Work order:
Look through the entries for the string "Properties" and copy every line where it shows up.

Entries shown:

########

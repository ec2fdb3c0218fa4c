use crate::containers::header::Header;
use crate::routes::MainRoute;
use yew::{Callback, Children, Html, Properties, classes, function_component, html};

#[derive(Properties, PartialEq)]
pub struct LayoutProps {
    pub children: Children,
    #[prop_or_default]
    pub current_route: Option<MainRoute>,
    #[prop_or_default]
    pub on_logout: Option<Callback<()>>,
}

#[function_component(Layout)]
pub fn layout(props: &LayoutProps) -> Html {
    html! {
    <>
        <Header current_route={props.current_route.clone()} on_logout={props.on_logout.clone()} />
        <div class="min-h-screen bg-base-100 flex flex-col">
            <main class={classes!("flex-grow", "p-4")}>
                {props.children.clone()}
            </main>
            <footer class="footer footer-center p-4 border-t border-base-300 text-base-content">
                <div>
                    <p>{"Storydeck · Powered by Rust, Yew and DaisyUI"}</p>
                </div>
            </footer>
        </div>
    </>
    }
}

########

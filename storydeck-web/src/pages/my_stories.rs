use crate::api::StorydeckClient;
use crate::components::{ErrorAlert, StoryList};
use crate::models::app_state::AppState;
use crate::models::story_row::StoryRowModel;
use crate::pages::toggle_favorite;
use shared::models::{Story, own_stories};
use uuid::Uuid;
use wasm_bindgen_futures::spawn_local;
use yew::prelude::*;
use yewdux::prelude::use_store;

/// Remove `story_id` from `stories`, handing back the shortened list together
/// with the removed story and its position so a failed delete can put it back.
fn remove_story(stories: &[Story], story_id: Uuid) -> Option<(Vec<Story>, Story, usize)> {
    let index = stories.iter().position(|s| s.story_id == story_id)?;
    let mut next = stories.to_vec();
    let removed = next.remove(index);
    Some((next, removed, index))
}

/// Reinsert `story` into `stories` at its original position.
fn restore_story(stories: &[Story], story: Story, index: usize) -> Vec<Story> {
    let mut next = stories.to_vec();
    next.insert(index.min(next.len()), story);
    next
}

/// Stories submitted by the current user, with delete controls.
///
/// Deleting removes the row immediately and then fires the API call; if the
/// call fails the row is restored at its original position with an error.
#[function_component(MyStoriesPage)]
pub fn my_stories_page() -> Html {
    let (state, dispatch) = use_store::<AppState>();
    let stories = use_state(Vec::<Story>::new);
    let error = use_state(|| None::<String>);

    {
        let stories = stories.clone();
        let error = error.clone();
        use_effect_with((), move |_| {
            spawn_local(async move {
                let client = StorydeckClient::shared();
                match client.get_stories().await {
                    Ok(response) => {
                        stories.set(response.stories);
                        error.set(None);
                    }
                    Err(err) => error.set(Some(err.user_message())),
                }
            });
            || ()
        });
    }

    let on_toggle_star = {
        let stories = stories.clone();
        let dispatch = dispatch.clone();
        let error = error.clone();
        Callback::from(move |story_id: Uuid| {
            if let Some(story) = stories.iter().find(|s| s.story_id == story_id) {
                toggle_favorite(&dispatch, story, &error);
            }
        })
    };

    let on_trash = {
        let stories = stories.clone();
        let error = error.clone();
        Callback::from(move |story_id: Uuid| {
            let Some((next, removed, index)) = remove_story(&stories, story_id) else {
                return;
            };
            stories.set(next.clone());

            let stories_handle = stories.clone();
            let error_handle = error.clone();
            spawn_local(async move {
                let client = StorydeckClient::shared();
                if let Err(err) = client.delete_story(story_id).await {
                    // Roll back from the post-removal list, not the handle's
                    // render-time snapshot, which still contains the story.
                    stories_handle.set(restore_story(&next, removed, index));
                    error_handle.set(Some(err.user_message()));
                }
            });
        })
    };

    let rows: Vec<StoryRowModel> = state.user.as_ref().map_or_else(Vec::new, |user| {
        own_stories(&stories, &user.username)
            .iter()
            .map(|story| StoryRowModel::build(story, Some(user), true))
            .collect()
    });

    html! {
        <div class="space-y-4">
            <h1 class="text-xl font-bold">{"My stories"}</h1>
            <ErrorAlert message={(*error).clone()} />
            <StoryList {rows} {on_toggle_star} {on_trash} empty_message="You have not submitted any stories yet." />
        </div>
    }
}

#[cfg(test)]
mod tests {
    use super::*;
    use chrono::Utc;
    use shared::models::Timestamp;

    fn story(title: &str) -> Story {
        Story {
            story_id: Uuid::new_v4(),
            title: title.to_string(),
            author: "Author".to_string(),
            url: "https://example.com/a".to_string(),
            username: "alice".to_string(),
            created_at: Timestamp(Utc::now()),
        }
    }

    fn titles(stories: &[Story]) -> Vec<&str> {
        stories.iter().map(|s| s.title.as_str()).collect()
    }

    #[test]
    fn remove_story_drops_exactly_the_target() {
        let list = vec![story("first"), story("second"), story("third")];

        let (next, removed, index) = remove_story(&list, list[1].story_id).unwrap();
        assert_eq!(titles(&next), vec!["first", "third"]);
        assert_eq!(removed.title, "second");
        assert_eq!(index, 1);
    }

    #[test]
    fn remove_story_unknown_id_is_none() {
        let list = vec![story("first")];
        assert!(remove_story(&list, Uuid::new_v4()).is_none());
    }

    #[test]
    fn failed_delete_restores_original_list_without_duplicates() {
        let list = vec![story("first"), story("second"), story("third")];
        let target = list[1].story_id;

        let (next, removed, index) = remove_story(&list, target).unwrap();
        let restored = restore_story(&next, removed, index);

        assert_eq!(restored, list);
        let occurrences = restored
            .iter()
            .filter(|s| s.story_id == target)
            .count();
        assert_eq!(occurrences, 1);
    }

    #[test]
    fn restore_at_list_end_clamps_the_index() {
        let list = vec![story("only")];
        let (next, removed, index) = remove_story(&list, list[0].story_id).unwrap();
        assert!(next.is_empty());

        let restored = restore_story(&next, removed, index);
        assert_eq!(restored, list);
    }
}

########

Answer below:
use yew::{Callback, Children, Html, Properties, classes, function_component, html};
#[derive(Properties, PartialEq)]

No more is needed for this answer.